→ **Work instructions**: An exact transcript is needed of the material below, beginning at the line that contains "orders and expenses." and continuing through its last line; nothing else should appear.

→ **Given entries**:

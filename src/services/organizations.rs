use crate::{
    auth,
    db::DbPool,
    entities::{organization, user},
    errors::ServiceError,
    events::{Event, EventSender},
    models::UserRole,
};
use chrono::Utc;
use sea_orm::{
    ActiveModelTrait, ColumnTrait, EntityTrait, QueryFilter, Set, TransactionTrait,
};
use serde::{Deserialize, Serialize};
use std::sync::Arc;
use tracing::{info, instrument, warn};
use uuid::Uuid;
use validator::Validate;

/// Bootstrap request: a new tenant plus its OWNER account.
#[derive(Debug, Serialize, Deserialize, Validate, utoipa::ToSchema)]
pub struct CreateOrganizationWithOwnerRequest {
    #[validate(length(min = 1, max = 120, message = "Organization name is required"))]
    pub organization_name: String,
    #[validate(length(min = 1, message = "Owner name is required"))]
    pub owner_name: String,
    #[validate(email(message = "Owner email must be valid"))]
    pub owner_email: String,
    #[validate(length(min = 6, message = "Owner password must be at least 6 characters"))]
    pub owner_password: String,
}

#[derive(Debug, Serialize, Deserialize, Validate, utoipa::ToSchema)]
pub struct UpdateOrganizationRequest {
    #[validate(length(min = 1, max = 120, message = "Organization name is required"))]
    pub name: String,
}

#[derive(Clone)]
pub struct OrganizationService {
    db_pool: Arc<DbPool>,
    event_sender: Option<Arc<EventSender>>,
}

impl OrganizationService {
    pub fn new(db_pool: Arc<DbPool>, event_sender: Option<Arc<EventSender>>) -> Self {
        Self {
            db_pool,
            event_sender,
        }
    }

    async fn emit(&self, event: Event) {
        if let Some(sender) = &self.event_sender {
            if let Err(e) = sender.send(event).await {
                warn!(error = %e, "failed to send organization event");
            }
        }
    }

    /// Creates an organization together with its OWNER user in one
    /// transaction. The owner's password is hashed before the
    /// transaction starts.
    #[instrument(skip(self, request), fields(organization_name = %request.organization_name))]
    pub async fn create_with_owner(
        &self,
        request: CreateOrganizationWithOwnerRequest,
    ) -> Result<(organization::Model, user::Model), ServiceError> {
        request.validate()?;

        let password_hash = auth::hash_password(&request.owner_password)?;
        let now = Utc::now();

        let db = &*self.db_pool;
        let txn = db.begin().await?;

        let existing = organization::Entity::find()
            .filter(organization::Column::Name.eq(request.organization_name.clone()))
            .one(&txn)
            .await?;
        if existing.is_some() {
            return Err(ServiceError::Conflict(format!(
                "Organization '{}' already exists",
                request.organization_name
            )));
        }

        let email_taken = user::Entity::find()
            .filter(user::Column::Email.eq(request.owner_email.clone()))
            .one(&txn)
            .await?;
        if email_taken.is_some() {
            return Err(ServiceError::Conflict(format!(
                "Email '{}' is already registered",
                request.owner_email
            )));
        }

        let org = organization::ActiveModel {
            id: Set(Uuid::new_v4()),
            name: Set(request.organization_name.clone()),
            created_at: Set(now),
            updated_at: Set(now),
        }
        .insert(&txn)
        .await?;

        let owner = user::ActiveModel {
            id: Set(Uuid::new_v4()),
            name: Set(request.owner_name.clone()),
            email: Set(request.owner_email.clone()),
            password_hash: Set(password_hash),
            role: Set(UserRole::Owner.to_string()),
            organization_id: Set(org.id),
            created_at: Set(now),
            updated_at: Set(now),
        }
        .insert(&txn)
        .await?;

        txn.commit().await?;

        info!(organization_id = %org.id, owner_id = %owner.id, "organization bootstrapped");
        self.emit(Event::OrganizationCreated(org.id)).await;

        Ok((org, owner))
    }

    #[instrument(skip(self))]
    pub async fn get(&self, organization_id: Uuid) -> Result<organization::Model, ServiceError> {
        organization::Entity::find_by_id(organization_id)
            .one(&*self.db_pool)
            .await?
            .ok_or_else(|| ServiceError::NotFound("Organization not found".to_string()))
    }

    #[instrument(skip(self, request))]
    pub async fn rename(
        &self,
        organization_id: Uuid,
        request: UpdateOrganizationRequest,
    ) -> Result<organization::Model, ServiceError> {
        request.validate()?;

        let db = &*self.db_pool;

        let taken = organization::Entity::find()
            .filter(organization::Column::Name.eq(request.name.clone()))
            .filter(organization::Column::Id.ne(organization_id))
            .one(db)
            .await?;
        if taken.is_some() {
            return Err(ServiceError::Conflict(format!(
                "Organization '{}' already exists",
                request.name
            )));
        }

        let org = self.get(organization_id).await?;
        let mut active: organization::ActiveModel = org.into();
        active.name = Set(request.name);
        active.updated_at = Set(Utc::now());

        Ok(active.update(db).await?)
    }

    /// Deletes the organization and, via cascading foreign keys, all of
    /// its users, items, orders and expenses.
    #[instrument(skip(self))]
    pub async fn delete(&self, organization_id: Uuid) -> Result<(), ServiceError> {
        let org = self.get(organization_id).await?;
        organization::Entity::delete_by_id(org.id)
            .exec(&*self.db_pool)
            .await?;

        info!(organization_id = %organization_id, "organization deleted");
        Ok(())
    }
}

→ **Answer to the problem**:
    /// its users, items, orders and expenses.
    #[instrument(skip(self))]
    pub async fn delete(&self, organization_id: Uuid) -> Result<(), ServiceError> {
        let org = self.get(organization_id).await?;
        organization::Entity::delete_by_id(org.id)
            .exec(&*self.db_pool)
            .await?;

        info!(organization_id = %organization_id, "organization deleted");
        Ok(())
    }
}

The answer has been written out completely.